Sorry if that makes no sense or is hard to understand, my word dispenser is B R O K E N today, too much trying to comfort people.
Sheesh. I left because a little boy that was in 7th grade that we were close to committed suicide, and I've been a wreck. I just needed time, and now I'm so confused at what happened to Notebook, I don't even know anymore….
Sheesh. I left because a little boy that was in 7th grade that we were close to committed suicide, and I've been a wreck. I just needed time, and now I'm so confused at what happened to Notebook, I don't even know anymore…
It should be better soon, it appeared out of nowhere and hopefully will disappear.
I don't want to start more drama, so look at South Carolina at the upstate news. It'll tell you everything you want to know, and this will help clear things up if people think I'm trying to get attention. I just don't want to start drama because I'm tired of it…
Yeah, that summed up the drama of the week pretty well, Ella. And yeah, I really hope this goes back to being a place for support and creativity and everything, but it might take a while for everyone to get their energy back. It seemed that everyone was down one anothers throats this past week over every little thing, and it was distressing to watch but there were very real reasons why with everyone stressed back and school and the whole thing with Shuri. So, while it would be nice for things to spring back to positivity, we do need to give it time to happen.
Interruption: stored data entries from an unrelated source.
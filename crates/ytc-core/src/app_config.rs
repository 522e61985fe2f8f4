use std::path::PathBuf;

/// Runtime configuration for the comment pipeline.
#[derive(Clone)]
pub struct AppConfig {
    pub youtube_api_key: String,
    pub api_base_url: String,
    /// Directory owned by the snapshot store. Cleanup never reaches outside it.
    pub snapshot_dir: PathBuf,
    pub log_level: String,
    pub request_timeout_secs: u64,
    /// Comment threads requested per page (API maximum is 100).
    pub page_size: u32,
    pub max_retries: u32,
    pub retry_backoff_base_ms: u64,
    pub include_replies: bool,
}

impl std::fmt::Debug for AppConfig {
    fn fmt(&self, f: &mut std::fmt::Formatter<'_>) -> std::fmt::Result {
        f.debug_struct("AppConfig")
            .field("youtube_api_key", &"[redacted]")
            .field("api_base_url", &self.api_base_url)
            .field("snapshot_dir", &self.snapshot_dir)
            .field("log_level", &self.log_level)
            .field("request_timeout_secs", &self.request_timeout_secs)
            .field("page_size", &self.page_size)
            .field("max_retries", &self.max_retries)
            .field("retry_backoff_base_ms", &self.retry_backoff_base_ms)
            .field("include_replies", &self.include_replies)
            .finish()
    }
}
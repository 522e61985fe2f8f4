//! `commentThreads.list` endpoint.

use ytc_core::VideoId;

use crate::collector::CommentThreadSource;
use crate::error::YoutubeError;
use crate::types::CommentThreadListResponse;

use super::YoutubeClient;

impl YoutubeClient {
    /// Fetches one page of top-level comment threads for a video.
    ///
    /// `page_token` is the continuation token from the previous page, `None`
    /// for the first page. With `include_replies` the API embeds (a subset of)
    /// each thread's replies.
    ///
    /// # Errors
    ///
    /// - [`YoutubeError::CommentsDisabled`] if the video has comments turned off.
    /// - [`YoutubeError::QuotaExceeded`] once the daily quota is spent.
    /// - [`YoutubeError::NotFound`] for an unknown video.
    /// - [`YoutubeError::Http`] / [`YoutubeError::Deserialize`] on transport
    ///   or schema failures.
    pub async fn list_comment_threads(
        &self,
        video_id: &VideoId,
        page_token: Option<&str>,
        page_size: u32,
        include_replies: bool,
    ) -> Result<CommentThreadListResponse, YoutubeError> {
        let part = if include_replies {
            "snippet,replies"
        } else {
            "snippet"
        };
        let max_results = page_size.to_string();
        let mut params = vec![
            ("part", part),
            ("videoId", video_id.as_str()),
            ("maxResults", max_results.as_str()),
            ("textFormat", "plainText"),
        ];
        if let Some(token) = page_token {
            params.push(("pageToken", token));
        }

        self.get_json("commentThreads", &params).await
    }
}

impl CommentThreadSource for YoutubeClient {
    async fn list_comment_threads(
        &self,
        video_id: &VideoId,
        page_token: Option<&str>,
        page_size: u32,
        include_replies: bool,
    ) -> Result<CommentThreadListResponse, YoutubeError> {
        YoutubeClient::list_comment_threads(self, video_id, page_token, page_size, include_replies)
            .await
    }
}
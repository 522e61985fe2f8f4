use std::collections::VecDeque;
use std::sync::Mutex;

use futures::TryStreamExt;

use super::*;
use crate::types::CommentThread;

fn video() -> VideoId {
    VideoId::parse("dQw4w9WgXcQ").unwrap()
}

fn thread(author: &str) -> CommentThread {
    serde_json::from_value(serde_json::json!({
        "id": format!("thread-{author}"),
        "snippet": {
            "topLevelComment": {
                "id": format!("thread-{author}"),
                "snippet": {
                    "authorDisplayName": author,
                    "textDisplay": format!("comment by {author}"),
                    "likeCount": 1,
                    "publishedAt": "2024-05-01T12:00:00Z"
                }
            }
        }
    }))
    .unwrap()
}

fn page(prefix: &str, count: usize, next: Option<&str>) -> CommentThreadListResponse {
    CommentThreadListResponse {
        next_page_token: next.map(str::to_owned),
        items: (0..count).map(|i| thread(&format!("{prefix}-{i}"))).collect(),
    }
}

/// Replays a fixed script of page responses and records every token it sees.
#[derive(Default)]
struct ScriptedSource {
    responses: Mutex<VecDeque<Result<CommentThreadListResponse, YoutubeError>>>,
    seen_tokens: Mutex<Vec<Option<String>>>,
    seen_page_sizes: Mutex<Vec<u32>>,
    cancel_on_call: Option<(usize, CancellationToken)>,
}

impl ScriptedSource {
    fn new(responses: Vec<Result<CommentThreadListResponse, YoutubeError>>) -> Self {
        Self {
            responses: Mutex::new(responses.into()),
            ..Self::default()
        }
    }

    fn calls(&self) -> usize {
        self.seen_tokens.lock().unwrap().len()
    }
}

impl CommentThreadSource for ScriptedSource {
    async fn list_comment_threads(
        &self,
        _video_id: &VideoId,
        page_token: Option<&str>,
        page_size: u32,
        _include_replies: bool,
    ) -> Result<CommentThreadListResponse, YoutubeError> {
        let call = {
            let mut tokens = self.seen_tokens.lock().unwrap();
            tokens.push(page_token.map(str::to_owned));
            tokens.len()
        };
        self.seen_page_sizes.lock().unwrap().push(page_size);
        if let Some((at, token)) = &self.cancel_on_call {
            if *at == call {
                token.cancel();
            }
        }
        self.responses
            .lock()
            .unwrap()
            .pop_front()
            .unwrap_or_else(|| Ok(CommentThreadListResponse::default()))
    }
}

fn three_page_script() -> Vec<Result<CommentThreadListResponse, YoutubeError>> {
    vec![
        Ok(page("p1", 100, Some("token-2"))),
        Ok(page("p2", 100, Some("token-3"))),
        Ok(page("p3", 37, None)),
    ]
}

#[tokio::test]
async fn collects_every_page_in_api_order() {
    let source = ScriptedSource::new(three_page_script());
    let collector = CommentCollector::new(&source, 100);

    let records = collector
        .collect(&video(), &CancellationToken::new())
        .await
        .expect("collection should succeed");

    assert_eq!(records.len(), 237);
    assert_eq!(records[0].author, "p1-0");
    assert_eq!(records[99].author, "p1-99");
    assert_eq!(records[100].author, "p2-0");
    assert_eq!(records[236].author, "p3-36");

    let tokens = source.seen_tokens.lock().unwrap().clone();
    assert_eq!(
        tokens,
        vec![None, Some("token-2".to_owned()), Some("token-3".to_owned())]
    );
}

#[tokio::test]
async fn stream_yields_same_records_and_restarts_per_call() {
    let mut script = three_page_script();
    script.extend(three_page_script());
    let source = ScriptedSource::new(script);
    let collector = CommentCollector::new(&source, 100);
    let id = video();

    let first: Vec<CommentRecord> = collector.stream(&id).try_collect().await.unwrap();
    let second: Vec<CommentRecord> = collector.stream(&id).try_collect().await.unwrap();

    assert_eq!(first.len(), 237);
    assert_eq!(first, second);
    assert_eq!(source.calls(), 6);
}

#[tokio::test]
async fn stream_is_lazy_until_polled() {
    let source = ScriptedSource::new(three_page_script());
    let collector = CommentCollector::new(&source, 100);
    let id = video();

    let stream = collector.stream(&id);
    assert_eq!(source.calls(), 0);
    drop(stream);
}

#[tokio::test]
async fn failure_on_second_page_discards_first_page() {
    let source = ScriptedSource::new(vec![
        Ok(page("p1", 100, Some("token-2"))),
        Err(YoutubeError::QuotaExceeded {
            message: "The request cannot be completed because you have exceeded your quota."
                .to_owned(),
        }),
        Ok(page("p3", 37, None)),
    ]);
    let collector = CommentCollector::new(&source, 100);

    let err = collector
        .collect(&video(), &CancellationToken::new())
        .await
        .expect_err("second page failure must fail the whole collection");

    match &err {
        CollectionError::Remote { page, source, .. } => {
            assert_eq!(*page, 2);
            assert!(matches!(source, YoutubeError::QuotaExceeded { .. }));
        }
        other => panic!("expected Remote error, got {other:?}"),
    }
    assert!(err.remote_cause().is_some());
    assert_eq!(source.calls(), 2, "no page after the failure is requested");
}

#[tokio::test]
async fn comments_disabled_on_first_page_is_reported() {
    let source = ScriptedSource::new(vec![Err(YoutubeError::CommentsDisabled {
        message: "disabled".to_owned(),
    })]);
    let collector = CommentCollector::new(&source, 100);

    let err = collector
        .collect(&video(), &CancellationToken::new())
        .await
        .unwrap_err();
    assert!(matches!(
        err.remote_cause(),
        Some(YoutubeError::CommentsDisabled { .. })
    ));
}

#[tokio::test]
async fn empty_video_yields_no_records() {
    let source = ScriptedSource::new(vec![Ok(page("p1", 0, None))]);
    let collector = CommentCollector::new(&source, 100);

    let records = collector
        .collect(&video(), &CancellationToken::new())
        .await
        .unwrap();
    assert!(records.is_empty());
    assert_eq!(source.calls(), 1);
}

#[tokio::test]
async fn empty_continuation_token_ends_pagination() {
    let source = ScriptedSource::new(vec![
        Ok(page("p1", 5, Some(""))),
        Ok(page("never", 5, None)),
    ]);
    let collector = CommentCollector::new(&source, 100);

    let records = collector
        .collect(&video(), &CancellationToken::new())
        .await
        .unwrap();
    assert_eq!(records.len(), 5);
    assert_eq!(source.calls(), 1);
}

#[tokio::test]
async fn cancelled_before_start_fetches_nothing() {
    let source = ScriptedSource::new(three_page_script());
    let collector = CommentCollector::new(&source, 100);
    let cancel = CancellationToken::new();
    cancel.cancel();

    let err = collector.collect(&video(), &cancel).await.unwrap_err();
    assert!(matches!(err, CollectionError::Cancelled { pages: 0, .. }));
    assert_eq!(source.calls(), 0);
}

#[tokio::test]
async fn cancellation_between_pages_stops_pagination() {
    let cancel = CancellationToken::new();
    let source = ScriptedSource {
        cancel_on_call: Some((2, cancel.clone())),
        ..ScriptedSource::new(three_page_script())
    };
    let collector = CommentCollector::new(&source, 100);

    let err = collector.collect(&video(), &cancel).await.unwrap_err();
    assert!(
        matches!(err, CollectionError::Cancelled { pages: 2, .. }),
        "got {err:?}"
    );
    assert_eq!(source.calls(), 2, "third page must not be requested");
}

#[tokio::test]
async fn repeated_token_stops_collection() {
    let script = (0..10)
        .map(|_| Ok(page("loop", 1, Some("same-token"))))
        .collect();
    let source = ScriptedSource::new(script);
    let collector = CommentCollector::new(&source, 100);

    let err = collector
        .collect(&video(), &CancellationToken::new())
        .await
        .unwrap_err();
    assert!(
        matches!(err, CollectionError::RepeatedPageToken { page: 2, .. }),
        "got {err:?}"
    );
    assert_eq!(source.calls(), 2);
}

#[tokio::test]
async fn token_cycle_longer_than_one_page_is_detected() {
    let source = ScriptedSource::new(vec![
        Ok(page("p1", 1, Some("a"))),
        Ok(page("p2", 1, Some("b"))),
        Ok(page("p3", 1, Some("a"))),
        Ok(page("p4", 1, None)),
    ]);
    let collector = CommentCollector::new(&source, 100);

    let err = collector
        .collect(&video(), &CancellationToken::new())
        .await
        .unwrap_err();
    assert!(
        matches!(err, CollectionError::RepeatedPageToken { page: 3, .. }),
        "got {err:?}"
    );
    assert!(err.remote_cause().is_none());
    assert_eq!(source.calls(), 3);
}

#[tokio::test]
async fn fresh_tokens_past_the_cap_hit_the_page_limit() {
    let source = ScriptedSource::new(vec![
        Ok(page("p1", 1, Some("t1"))),
        Ok(page("p2", 1, Some("t2"))),
        Ok(page("p3", 1, Some("t3"))),
        Ok(page("p4", 1, None)),
    ]);
    let collector = CommentCollector::new(&source, 100).with_max_pages(3);

    let err = collector
        .collect(&video(), &CancellationToken::new())
        .await
        .unwrap_err();
    assert!(
        matches!(err, CollectionError::PaginationLimit { max_pages: 3, .. }),
        "got {err:?}"
    );
    assert_eq!(source.calls(), 3, "fourth page must not be requested");
}

#[tokio::test]
async fn page_size_is_clamped_to_api_range() {
    let source = ScriptedSource::new(vec![Ok(page("p1", 1, None))]);
    let collector = CommentCollector::new(&source, 500);
    collector
        .collect(&video(), &CancellationToken::new())
        .await
        .unwrap();

    let source_zero = ScriptedSource::new(vec![Ok(page("p1", 1, None))]);
    let collector_zero = CommentCollector::new(&source_zero, 0);
    collector_zero
        .collect(&video(), &CancellationToken::new())
        .await
        .unwrap();

    assert_eq!(*source.seen_page_sizes.lock().unwrap(), vec![100]);
    assert_eq!(*source_zero.seen_page_sizes.lock().unwrap(), vec![1]);
}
And also, I'd just like to add that I don't think we should be blaming anyone for anything that happened. That'll just add fuel to the fire and hurt people's feelings and I'd rather fix the issue by spreading positivity.
Jeez I haven't been here in a while either. I feel like I missed the apocalypse 'cause everyone is talking about how the website is different now
I saw the Dan and Phil thing, but…
The apocalypse here only lasted a day and a half, which is why so many people missed it. The drama has already cooled down
A lot of it has cooled down, at least temporarily but hopefully for a while.